What LEVERTON Did Next – Artificial Lawyer Interview With Abhinav Somani
LEVERTON, the legal AI and PropTech pioneer, is well known as a brand name to those in legal tech land. But, what the company is doing [right] now, and where it is heading is not so well understood.
Artificial Lawyer caught up with Abhinav Somani, the company’s recently appointed CEO, to find out some more.
First thing to know about Abe, as he likes to be known, is that he is not your average techie. His LinkedIn profile describes him as: Entrepreneur, Investor, Musician. And with good reason.
Somani was a banking analyst at Rothschild; founded the largest Off-Broadway, New York, Bollywood dance production; and was VP for business development at smartShift Technologies, which provides enterprise level software automation tools. And, he DJs and produces music as a hobby.
He also spent time helping German tech companies develop their businesses in the US. And that is how he came to hear of Leverton, which was looking for growth beyond its original German home market.
Last year Leverton had a few key management changes and Somani, who worked closely with the entire team, took over as CEO. Now with someone with a very global perspective and with roots in the US at the helm, Somani is leading a new growth surge.
Somani notes that the company now has about 90 people, with five offices: London, New York, Dallas, New Delhi, and of course, Berlin, Germany.
But, geography is not the only way Leverton is expanding.
‘We were just real estate, such as focusing on leases, now we are cross-industry. We work with NDAs, loan agreements, all kinds of documents. And not just extraction either. We have expanded our analytics capabilities also,’ he says.
Somani states that Leverton is now at a new stage, a Version 2.0, one might say. And part of this has been aimed at making the company’s AI software the ‘middleware’ for enterprises, where the data extraction and analysis takes place.
But, has Leverton changed radically from its early days when it was known to make use of a considerable human element to complete review work for clients, i.e. in addition to whatever the NLP could find?
Somani says that they have moved away from offering human review services that are powered by technology.
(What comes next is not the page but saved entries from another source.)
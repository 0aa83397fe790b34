//! Thin client for the hosted Gemini API: one-shot structured generation
//! and a streamed chat session.

pub mod cancel;
pub mod campaign;
pub mod client;
pub mod error;
pub mod session;
pub mod sse;
pub mod wire;

pub use cancel::CancelToken;
pub use campaign::{generate_campaign_ideas, CampaignIdea, CampaignOutcome};
pub use client::GeminiClient;
pub use error::RelayError;
pub use session::ChatSession;
pub use wire::Role;
//! Server-sent event framing for `streamGenerateContent?alt=sse`.

use super::error::RelayError;
use super::wire::GenerateContentResponse;

/// Splits a byte stream into the `data:` payloads of complete events.
/// Events and lines may be split anywhere across chunks.
#[derive(Default)]
pub struct SseDecoder {
    pending: Vec<u8>,
    data: Vec<String>,
}

impl SseDecoder {
    pub fn push(&mut self, chunk: &[u8]) -> Vec<String> {
        self.pending.extend_from_slice(chunk);
        let mut events = Vec::new();
        while let Some(pos) = self.pending.iter().position(|b| *b == b'\n') {
            let raw: Vec<u8> = self.pending.drain(..=pos).collect();
            let line = String::from_utf8_lossy(&raw).into_owned();
            if let Some(event) = self.take_line(line.trim_end_matches(|c: char| c == '\n' || c == '\r')) {
                events.push(event);
            }
        }
        events
    }

    /// Flushes an event the server ended without a trailing blank line.
    pub fn finish(&mut self) -> Option<String> {
        if !self.pending.is_empty() {
            let raw = std::mem::take(&mut self.pending);
            let line = String::from_utf8_lossy(&raw).into_owned();
            if let Some(event) = self.take_line(line.trim_end_matches('\r')) {
                return Some(event);
            }
        }
        self.dispatch()
    }

    fn take_line(&mut self, line: &str) -> Option<String> {
        if line.is_empty() {
            return self.dispatch();
        }
        if let Some(value) = line.strip_prefix("data:") {
            self.data.push(value.strip_prefix(' ').unwrap_or(value).to_string());
        }
        // event:, id:, retry: and ":" comments carry nothing we use
        None
    }

    fn dispatch(&mut self) -> Option<String> {
        if self.data.is_empty() {
            None
        } else {
            Some(std::mem::take(&mut self.data).join("\n"))
        }
    }
}

/// Turns raw stream bytes into the text fragments of the reply.
#[derive(Default)]
pub struct FragmentDecoder {
    sse: SseDecoder,
}

impl FragmentDecoder {
    pub fn push(&mut self, chunk: &[u8]) -> Result<Vec<String>, RelayError> {
        self.sse
            .push(chunk)
            .iter()
            .filter_map(|payload| fragment_of(payload).transpose())
            .collect()
    }

    pub fn finish(&mut self) -> Result<Option<String>, RelayError> {
        match self.sse.finish() {
            Some(payload) => fragment_of(&payload),
            None => Ok(None),
        }
    }
}

fn fragment_of(payload: &str) -> Result<Option<String>, RelayError> {
    let response: GenerateContentResponse = serde_json::from_str(payload)?;
    if let Some(error) = response.error {
        return Err(RelayError::Stream(format!(
            "{} {}: {}",
            error.code, error.status, error.message
        )));
    }
    Ok(response.text())
}

#[cfg(test)]
mod tests {
    use super::*;

    fn event(text: &str) -> String {
        format!(
            "data: {{\"candidates\":[{{\"content\":{{\"role\":\"model\",\"parts\":[{{\"text\":\"{}\"}}]}}}}]}}\r\n\r\n",
            text
        )
    }

    #[test]
    fn test_decoder_yields_complete_events_only() {
        let mut decoder = SseDecoder::default();
        assert!(decoder.push(b"data: one").is_empty());
        assert_eq!(decoder.push(b"\n\ndata: two\n"), vec!["one".to_string()]);
        assert_eq!(decoder.push(b"\n"), vec!["two".to_string()]);
    }

    #[test]
    fn test_decoder_joins_multiline_data_and_ignores_other_fields() {
        let mut decoder = SseDecoder::default();
        let events = decoder.push(b": keepalive\nevent: message\ndata: a\ndata: b\nid: 7\n\n");
        assert_eq!(events, vec!["a\nb".to_string()]);
    }

    #[test]
    fn test_decoder_finish_flushes_unterminated_event() {
        let mut decoder = SseDecoder::default();
        assert!(decoder.push(b"data: tail").is_empty());
        assert_eq!(decoder.finish().as_deref(), Some("tail"));
        assert_eq!(decoder.finish(), None);
    }

    #[test]
    fn test_decoder_finish_keeps_event_closed_by_bare_carriage_return() {
        let mut decoder = SseDecoder::default();
        assert!(decoder.push(b"data: last\n\r").is_empty());
        assert_eq!(decoder.finish().as_deref(), Some("last"));
    }

    #[test]
    fn test_fragments_survive_arbitrary_chunk_boundaries() {
        let body = format!("{}{}{}", event("Grow "), event("your "), event("brand"));
        let bytes = body.as_bytes();
        for split in [1usize, 3, 7, 64] {
            let mut decoder = FragmentDecoder::default();
            let mut fragments = Vec::new();
            for chunk in bytes.chunks(split) {
                fragments.extend(decoder.push(chunk).unwrap());
            }
            assert_eq!(decoder.finish().unwrap(), None);
            assert_eq!(fragments, vec!["Grow ", "your ", "brand"]);
        }
    }

    #[test]
    fn test_multibyte_text_split_mid_character() {
        let body = event("₹10,000");
        let bytes = body.as_bytes();
        let rupee = body.find('₹').unwrap();
        let mut decoder = FragmentDecoder::default();
        assert!(decoder.push(&bytes[..rupee + 1]).unwrap().is_empty());
        assert_eq!(decoder.push(&bytes[rupee + 1..]).unwrap(), vec!["₹10,000".to_string()]);
    }

    #[test]
    fn test_events_without_text_are_skipped() {
        let mut decoder = FragmentDecoder::default();
        let fragments = decoder
            .push(b"data: {\"candidates\":[{\"finishReason\":\"STOP\"}]}\n\n")
            .unwrap();
        assert!(fragments.is_empty());
    }

    #[test]
    fn test_malformed_payload_is_an_error() {
        let mut decoder = FragmentDecoder::default();
        let err = decoder.push(b"data: {not json\n\n").unwrap_err();
        assert!(matches!(err, RelayError::Malformed(_)));
    }

    #[test]
    fn test_in_band_error_event_is_an_error() {
        let mut decoder = FragmentDecoder::default();
        let body = format!(
            "{}data: {{\"error\":{{\"code\":503,\"message\":\"The model is overloaded.\",\"status\":\"UNAVAILABLE\"}}}}\r\n\r\n",
            event("Partial ")
        );
        let err = decoder.push(body.as_bytes()).unwrap_err();
        match err {
            RelayError::Stream(reason) => {
                assert!(reason.contains("503"));
                assert!(reason.contains("The model is overloaded."));
            }
            other => panic!("unexpected error: {:?}", other),
        }
    }
}
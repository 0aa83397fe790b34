use yew::prelude::*;
use yew_router::prelude::*;

use crate::Route;

#[function_component(NotFound)]
pub fn not_found() -> Html {
    html! {
        <div class="not-found">
            <style>
            {r#"
            .not-found { min-height: 100vh; display: flex; flex-direction: column; align-items: center; justify-content: center; gap: 1rem; text-align: center; }
            .not-found h1 { font-size: 4rem; margin: 0; font-family: Georgia, serif; }
            "#}
            </style>
            <h1>{"404"}</h1>
            <p>{"This page doesn't exist."}</p>
            <Link<Route> to={Route::Home}>{"Back to home"}</Link<Route>>
        </div>
    }
}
It is rather the opposite, where Leverton offers the software and affords clients the opportunity to do the human validation / review work themselves or via third parties that are in Leverton’s preferred provider network.
Artificial Lawyer asks if this mean that Leverton has reached a point where it no longer feels the need to ‘finish the job’ with human hands?
‘The situation now is that the accuracy level of Leverton has improved substantially (since it was first launched, back in 2012), but the need for human validation will always be there’ he stresses.
An example of the Leverton interface.
He notes that they can reach 95% to 98% accuracy levels in terms of extracting the sought after data points, when looking at an area they know very well: property title deeds. And that is pretty much the same as what a junior associate will achieve. Though, Leverton would do this in a few minutes, not a few hours.
It’s a classic example of legal AI seeing OK results initially, then with time and learning, eventually reaching levels of accuracy and confidence from the users in certain well-trodden use cases that whole segments of work are now effectively automated. Clients should still human validate all the work, but the level of scrutiny needed for each data point may not be needed.
Somani adds that the real issue is ‘how many times a human has to touch the document to get the data out’ and be happy all the needed data has been successfully retrieved.
Even now that human touch level cannot be zero. There will still be some human review and checking. But, that human review can be reduced significantly. And that means lower costs and more efficiency.
‘Semi-automation is the way,’ Somani concludes.
So, where now for the company?
Somani says they also want to get deeper into how companies manage their data. And on this point he gives Seal Software a nod for the work they are doing here with inhouse legal teams, procurement and sales groups among global corporates.
He points out that companies could be collecting 1,000 data points per contract, at least for the more complex agreements they make. But, companies are terrible at inputting data, and weak at document management. Companies don’t want to put staff hours into this work even if they have a DMS.
One might say that talking to companies about data analysis in a world where data is so badly stored and organised, or even looked at, may seem strange. But, AI can help here.
AI can help to extract this data from documents, then to sort it, help store it correctly and help to analyse it. I.e. if a company won’t give human resources to actually extract useful data from all of its thousands of contracts and other documents, then AI may well be the answer, or at least part of it.
In this respect Somani sees that the company will likely see more growth opportunities working with corporates, given the quantity of legal data that needs to be stored and sorted among the rapidly globalising Fortune Global 2000 businesses of the world.
So, to sum up. It’s fair to say several things about Leverton now.
First, it’s far more international. Even its London office has grown hugely since Artificial Lawyer turned up two years ago to the WeWork space on Gray’s Inn Road, in London, which had literally one person working there. Today there are nearly 20 people in London.
The NLP is better than it was and more accurate, and that has led to more self-service and also increased efficiencies.
And, the company is also seeing itself as part of a bigger world of doc review, not just property, along with an increased focus on corporates. In short, it’s thinking big.
All in all, interesting times for Leverton under their new leadership team and in today’s market there remains everything to play for.